//! Fan-out plumbing shared by the store and the bus.
//!
//! Every event carries the id of the handle that produced it so a receiver
//! can skip its own echoes, the way storage events only fire in other pages.

use tokio::sync::broadcast;
use tracing::warn;
use uuid::Uuid;

/// Origin used for events that come from outside this process.
pub const FOREIGN: Uuid = Uuid::nil();

/// An event tagged with the handle that produced it.
#[derive(Debug, Clone)]
pub struct Envelope<T> {
    pub origin: Uuid,
    pub payload: T,
}

/// Receiving end of a fan-out channel, filtered to foreign events.
pub struct Inbox<T> {
    rx: broadcast::Receiver<Envelope<T>>,
    me: Uuid,
}

impl<T: Clone> Inbox<T> {
    pub fn new(rx: broadcast::Receiver<Envelope<T>>, me: Uuid) -> Self {
        Self { rx, me }
    }

    /// Wait for the next event not produced by this handle.
    /// Returns `None` once every sender is gone.
    pub async fn recv(&mut self) -> Option<T> {
        loop {
            match self.rx.recv().await {
                Ok(env) if env.origin == self.me => continue,
                Ok(env) => return Some(env.payload),
                Err(broadcast::error::RecvError::Lagged(skipped)) => {
                    warn!(skipped, "Inbox lagged, dropping events");
                }
                Err(broadcast::error::RecvError::Closed) => return None,
            }
        }
    }
}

--- WHAT YOU ARE ASKED TO DO ---
Throughout the material above, find each line with "Envelope" and return it.

--- RESULT BELOW ---
pub struct Envelope<T> {
    rx: broadcast::Receiver<Envelope<T>>,
    pub fn new(rx: broadcast::Receiver<Envelope<T>>, me: Uuid) -> Self {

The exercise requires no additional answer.